▸ PROBLEM DETAILS
Each entry must be printed again without a single change.

▸ GIVEN RECORDS
//! Engine configuration.
//!
//! Provides structured configuration with validation for all engine components.
//!
//! # Configuration Sources
//!
//! - Programmatic defaults (`EngineConfig::default()`)
//! - JSON documents (`EngineConfig::from_json`)
//! - Environment variable overrides prefixed with `CVG_` (`EngineConfig::apply_env`)
//!
//! Every source ends in `validate()`; an invalid configuration never reaches the engine.

use serde::{Deserialize, Serialize};

use crate::types::{Amount, Bps, WAD};
use crate::{CvgError, Result};

pub const DAY_SECS: u64 = 86_400;
pub const WEEK_SECS: u64 = 7 * DAY_SECS;

/// Complete engine configuration.
#[derive(Clone, Debug, Default, PartialEq, Serialize, Deserialize)]
#[serde(default)]
pub struct EngineConfig {
    pub locking: LockingConfig,
    pub voting: VotingConfig,
    pub distribution: DistributionConfig,
    pub bounds: BoundsConfig,
    pub logging: LoggingConfig,
}

impl EngineConfig {
    /// Parse and validate a JSON configuration document. Missing fields take defaults.
    pub fn from_json(json: &str) -> Result<Self> {
        let config: EngineConfig = serde_json::from_str(json)
            .map_err(|e| CvgError::ConfigError(format!("invalid config JSON: {e}")))?;
        config.validate()?;
        Ok(config)
    }

    /// Defaults overridden by environment variables.
    pub fn from_env() -> Result<Self> {
        let mut config = Self::default();
        config.apply_env()?;
        Ok(config)
    }

    /// Apply `CVG_*` environment overrides on top of `self`, then validate.
    ///
    /// - `CVG_MAX_CHUNK_CHECKPOINT`
    /// - `CVG_MAX_LOOP_SET_TOTAL_WEIGHT`
    /// - `CVG_MAX_CHUNK_DISTRIBUTE`
    /// - `CVG_INFLATION_RATIO_BPS`
    /// - `CVG_VOTE_COOLDOWN_SECS`
    /// - `CVG_LOG_LEVEL`
    pub fn apply_env(&mut self) -> Result<()> {
        if let Some(v) = env_parse::<usize>("CVG_MAX_CHUNK_CHECKPOINT")? {
            self.distribution.max_chunk_checkpoint = v;
        }
        if let Some(v) = env_parse::<usize>("CVG_MAX_LOOP_SET_TOTAL_WEIGHT")? {
            self.distribution.max_loop_set_total_weight = v;
        }
        if let Some(v) = env_parse::<usize>("CVG_MAX_CHUNK_DISTRIBUTE")? {
            self.distribution.max_chunk_distribute = v;
        }
        if let Some(v) = env_parse::<u16>("CVG_INFLATION_RATIO_BPS")? {
            self.distribution.inflation_ratio = Bps::new(v)
                .map_err(|e| CvgError::ConfigError(format!("Invalid CVG_INFLATION_RATIO_BPS: {e}")))?;
        }
        if let Some(v) = env_parse::<u64>("CVG_VOTE_COOLDOWN_SECS")? {
            self.voting.vote_cooldown_secs = v;
        }
        if let Ok(level) = std::env::var("CVG_LOG_LEVEL") {
            self.logging.level = level;
        }
        self.validate()
    }

    /// Validate configuration.
    pub fn validate(&self) -> Result<()> {
        let d = &self.distribution;
        for (name, v) in [
            ("max_chunk_checkpoint", d.max_chunk_checkpoint),
            ("max_loop_set_total_weight", d.max_loop_set_total_weight),
            ("max_chunk_distribute", d.max_chunk_distribute),
        ] {
            if v == 0 || v > self.bounds.max_gauges {
                return Err(CvgError::ConfigError(format!(
                    "{name} must be between 1 and max_gauges ({})",
                    self.bounds.max_gauges
                )));
            }
        }
        if d.distribution_interval_secs == 0 {
            return Err(CvgError::ConfigError(
                "distribution_interval_secs must be greater than 0".into(),
            ));
        }
        if d.max_staking_mint == 0 {
            return Err(CvgError::ConfigError(
                "max_staking_mint must be greater than 0".into(),
            ));
        }
        if self.locking.mint_timelock_secs > self.locking.max_timelock_secs {
            return Err(CvgError::ConfigError(
                "mint_timelock_secs must not exceed max_timelock_secs".into(),
            ));
        }
        let b = &self.bounds;
        if b.max_gauges == 0 || b.max_positions == 0 || b.max_extensions_per_position == 0 {
            return Err(CvgError::ConfigError("bounds must be greater than 0".into()));
        }
        if b.max_gauges > BoundsConfig::HARD_MAX_GAUGES {
            return Err(CvgError::ConfigError(format!(
                "max_gauges must be at most {}",
                BoundsConfig::HARD_MAX_GAUGES
            )));
        }
        // A time+amount increase appends two records at once.
        if b.max_extensions_per_position < 2 {
            return Err(CvgError::ConfigError(
                "max_extensions_per_position must be at least 2".into(),
            ));
        }
        Ok(())
    }
}

fn env_parse<T>(key: &str) -> Result<Option<T>>
where
    T: std::str::FromStr,
    T::Err: std::fmt::Display,
{
    match std::env::var(key) {
        Ok(raw) => raw
            .parse()
            .map(Some)
            .map_err(|e| CvgError::ConfigError(format!("Invalid {key}: {e}"))),
        Err(_) => Ok(None),
    }
}

/// Lock ledger configuration.
#[derive(Clone, Debug, PartialEq, Serialize, Deserialize)]
#[serde(default)]
pub struct LockingConfig {
    /// Transfer timelock applied to positions minted `with_lock`.
    pub mint_timelock_secs: u64,

    /// Furthest a position timelock may be set into the future.
    pub max_timelock_secs: u64,
}

impl Default for LockingConfig {
    fn default() -> Self {
        Self {
            mint_timelock_secs: DAY_SECS,
            max_timelock_secs: 10 * DAY_SECS,
        }
    }
}

/// Vote ledger configuration.
#[derive(Clone, Debug, PartialEq, Serialize, Deserialize)]
#[serde(default)]
pub struct VotingConfig {
    /// Minimum delay between two votes of a position on the same gauge.
    pub vote_cooldown_secs: u64,
}

impl Default for VotingConfig {
    fn default() -> Self {
        Self {
            vote_cooldown_secs: 10 * DAY_SECS,
        }
    }
}

/// Reward distributor configuration.
#[derive(Clone, Debug, PartialEq, Serialize, Deserialize)]
#[serde(default)]
pub struct DistributionConfig {
    /// Gauges checkpointed per `advance` call in CHECKPOINT.
    pub max_chunk_checkpoint: usize,

    /// Gauges summed per `advance` call in TOTAL_WEIGHT.
    pub max_loop_set_total_weight: usize,

    /// Gauges paid per `advance` call in DISTRIBUTE.
    pub max_chunk_distribute: usize,

    /// Minimum time between two distribution passes.
    pub distribution_interval_secs: u64,

    /// Scales the inflation schedule (governance-tunable).
    pub inflation_ratio: Bps,

    /// Lifetime cap on tokens minted for staking rewards.
    pub max_staking_mint: Amount,
}

impl Default for DistributionConfig {
    fn default() -> Self {
        Self {
            max_chunk_checkpoint: 50,
            max_loop_set_total_weight: 50,
            max_chunk_distribute: 50,
            distribution_interval_secs: WEEK_SECS,
            inflation_ratio: Bps::MAX,
            max_staking_mint: 60_000_000 * WAD,
        }
    }
}

/// Runtime bounds: safety limits on state size, not economic parameters.
#[derive(Clone, Debug, PartialEq, Serialize, Deserialize)]
#[serde(default)]
pub struct BoundsConfig {
    pub max_gauges: usize,
    pub max_positions: usize,
    pub max_extensions_per_position: usize,
}

impl BoundsConfig {
    pub const HARD_MAX_GAUGES: usize = 10_000;
}

impl Default for BoundsConfig {
    fn default() -> Self {
        Self {
            max_gauges: 1024,
            max_positions: 1_000_000,
            max_extensions_per_position: 256,
        }
    }
}

/// Logging configuration.
#[derive(Clone, Debug, PartialEq, Serialize, Deserialize)]
#[serde(default)]
pub struct LoggingConfig {
    /// Log level or `EnvFilter` directive (trace, debug, info, warn, error).
    pub level: String,
}

impl Default for LoggingConfig {
    fn default() -> Self {
        Self {
            level: "info".into(),
        }
    }
}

▸ SOLUTION BELOW
//! Engine configuration.
//!
//! Provides structured configuration with validation for all engine components.
//!
//! # Configuration Sources
//!
//! - Programmatic defaults (`EngineConfig::default()`)
//! - JSON documents (`EngineConfig::from_json`)
//! - Environment variable overrides prefixed with `CVG_` (`EngineConfig::apply_env`)
//!
//! Every source ends in `validate()`; an invalid configuration never reaches the engine.

use serde::{Deserialize, Serialize};

use crate::types::{Amount, Bps, WAD};
use crate::{CvgError, Result};

pub const DAY_SECS: u64 = 86_400;
pub const WEEK_SECS: u64 = 7 * DAY_SECS;

/// Complete engine configuration.
#[derive(Clone, Debug, Default, PartialEq, Serialize, Deserialize)]
#[serde(default)]
pub struct EngineConfig {
    pub locking: LockingConfig,
    pub voting: VotingConfig,
    pub distribution: DistributionConfig,
    pub bounds: BoundsConfig,
    pub logging: LoggingConfig,
}

impl EngineConfig {
    /// Parse and validate a JSON configuration document. Missing fields take defaults.
    pub fn from_json(json: &str) -> Result<Self> {
        let config: EngineConfig = serde_json::from_str(json)
            .map_err(|e| CvgError::ConfigError(format!("invalid config JSON: {e}")))?;
        config.validate()?;
        Ok(config)
    }

    /// Defaults overridden by environment variables.
    pub fn from_env() -> Result<Self> {
        let mut config = Self::default();
        config.apply_env()?;
        Ok(config)
    }

    /// Apply `CVG_*` environment overrides on top of `self`, then validate.
    ///
    /// - `CVG_MAX_CHUNK_CHECKPOINT`
    /// - `CVG_MAX_LOOP_SET_TOTAL_WEIGHT`
    /// - `CVG_MAX_CHUNK_DISTRIBUTE`
    /// - `CVG_INFLATION_RATIO_BPS`
    /// - `CVG_VOTE_COOLDOWN_SECS`
    /// - `CVG_LOG_LEVEL`
    pub fn apply_env(&mut self) -> Result<()> {
        if let Some(v) = env_parse::<usize>("CVG_MAX_CHUNK_CHECKPOINT")? {
            self.distribution.max_chunk_checkpoint = v;
        }
        if let Some(v) = env_parse::<usize>("CVG_MAX_LOOP_SET_TOTAL_WEIGHT")? {
            self.distribution.max_loop_set_total_weight = v;
        }
        if let Some(v) = env_parse::<usize>("CVG_MAX_CHUNK_DISTRIBUTE")? {
            self.distribution.max_chunk_distribute = v;
        }
        if let Some(v) = env_parse::<u16>("CVG_INFLATION_RATIO_BPS")? {
            self.distribution.inflation_ratio = Bps::new(v)
                .map_err(|e| CvgError::ConfigError(format!("Invalid CVG_INFLATION_RATIO_BPS: {e}")))?;
        }
        if let Some(v) = env_parse::<u64>("CVG_VOTE_COOLDOWN_SECS")? {
            self.voting.vote_cooldown_secs = v;
        }
        if let Ok(level) = std::env::var("CVG_LOG_LEVEL") {
            self.logging.level = level;
        }
        self.validate()
    }

    /// Validate configuration.
    pub fn validate(&self) -> Result<()> {
        let d = &self.distribution;
        for (name, v) in [
            ("max_chunk_checkpoint", d.max_chunk_checkpoint),
            ("max_loop_set_total_weight", d.max_loop_set_total_weight),
            ("max_chunk_distribute", d.max_chunk_distribute),
        ] {
            if v == 0 || v > self.bounds.max_gauges {
                return Err(CvgError::ConfigError(format!(
                    "{name} must be between 1 and max_gauges ({})",
                    self.bounds.max_gauges
                )));
            }
        }
        if d.distribution_interval_secs == 0 {
            return Err(CvgError::ConfigError(
                "distribution_interval_secs must be greater than 0".into(),
            ));
        }
        if d.max_staking_mint == 0 {
            return Err(CvgError::ConfigError(
                "max_staking_mint must be greater than 0".into(),
            ));
        }
        if self.locking.mint_timelock_secs > self.locking.max_timelock_secs {
            return Err(CvgError::ConfigError(
                "mint_timelock_secs must not exceed max_timelock_secs".into(),
            ));
        }
        let b = &self.bounds;
        if b.max_gauges == 0 || b.max_positions == 0 || b.max_extensions_per_position == 0 {
            return Err(CvgError::ConfigError("bounds must be greater than 0".into()));
        }
        if b.max_gauges > BoundsConfig::HARD_MAX_GAUGES {
            return Err(CvgError::ConfigError(format!(
                "max_gauges must be at most {}",
                BoundsConfig::HARD_MAX_GAUGES
            )));
        }
        // A time+amount increase appends two records at once.
        if b.max_extensions_per_position < 2 {
            return Err(CvgError::ConfigError(
                "max_extensions_per_position must be at least 2".into(),
            ));
        }
        Ok(())
    }
}

fn env_parse<T>(key: &str) -> Result<Option<T>>
where
    T: std::str::FromStr,
    T::Err: std::fmt::Display,
{
    match std::env::var(key) {
        Ok(raw) => raw
            .parse()
            .map(Some)
            .map_err(|e| CvgError::ConfigError(format!("Invalid {key}: {e}"))),
        Err(_) => Ok(None),
    }
}

/// Lock ledger configuration.
#[derive(Clone, Debug, PartialEq, Serialize, Deserialize)]
#[serde(default)]
pub struct LockingConfig {
    /// Transfer timelock applied to positions minted `with_lock`.
    pub mint_timelock_secs: u64,

    /// Furthest a position timelock may be set into the future.
    pub max_timelock_secs: u64,
}

impl Default for LockingConfig {
    fn default() -> Self {
        Self {
            mint_timelock_secs: DAY_SECS,
            max_timelock_secs: 10 * DAY_SECS,
        }
    }
}

/// Vote ledger configuration.
#[derive(Clone, Debug, PartialEq, Serialize, Deserialize)]
#[serde(default)]
pub struct VotingConfig {
    /// Minimum delay between two votes of a position on the same gauge.
    pub vote_cooldown_secs: u64,
}

impl Default for VotingConfig {
    fn default() -> Self {
        Self {
            vote_cooldown_secs: 10 * DAY_SECS,
        }
    }
}

/// Reward distributor configuration.
#[derive(Clone, Debug, PartialEq, Serialize, Deserialize)]
#[serde(default)]
pub struct DistributionConfig {
    /// Gauges checkpointed per `advance` call in CHECKPOINT.
    pub max_chunk_checkpoint: usize,

    /// Gauges summed per `advance` call in TOTAL_WEIGHT.
    pub max_loop_set_total_weight: usize,

    /// Gauges paid per `advance` call in DISTRIBUTE.
    pub max_chunk_distribute: usize,

    /// Minimum time between two distribution passes.
    pub distribution_interval_secs: u64,

    /// Scales the inflation schedule (governance-tunable).
    pub inflation_ratio: Bps,

    /// Lifetime cap on tokens minted for staking rewards.
    pub max_staking_mint: Amount,
}

impl Default for DistributionConfig {
    fn default() -> Self {
        Self {
            max_chunk_checkpoint: 50,
            max_loop_set_total_weight: 50,
            max_chunk_distribute: 50,
            distribution_interval_secs: WEEK_SECS,
            inflation_ratio: Bps::MAX,
            max_staking_mint: 60_000_000 * WAD,
        }
    }
}

/// Runtime bounds: safety limits on state size, not economic parameters.
#[derive(Clone, Debug, PartialEq, Serialize, Deserialize)]
#[serde(default)]
pub struct BoundsConfig {
    pub max_gauges: usize,
    pub max_positions: usize,
    pub max_extensions_per_position: usize,
}

impl BoundsConfig {
    pub const HARD_MAX_GAUGES: usize = 10_000;
}

impl Default for BoundsConfig {
    fn default() -> Self {
        Self {
            max_gauges: 1024,
            max_positions: 1_000_000,
            max_extensions_per_position: 256,
        }
    }
}

/// Logging configuration.
#[derive(Clone, Debug, PartialEq, Serialize, Deserialize)]
#[serde(default)]
pub struct LoggingConfig {
    /// Log level or `EnvFilter` directive (trace, debug, info, warn, error).
    pub level: String,
}

impl Default for LoggingConfig {
    fn default() -> Self {
        Self {
            level: "info".into(),
        }
    }
}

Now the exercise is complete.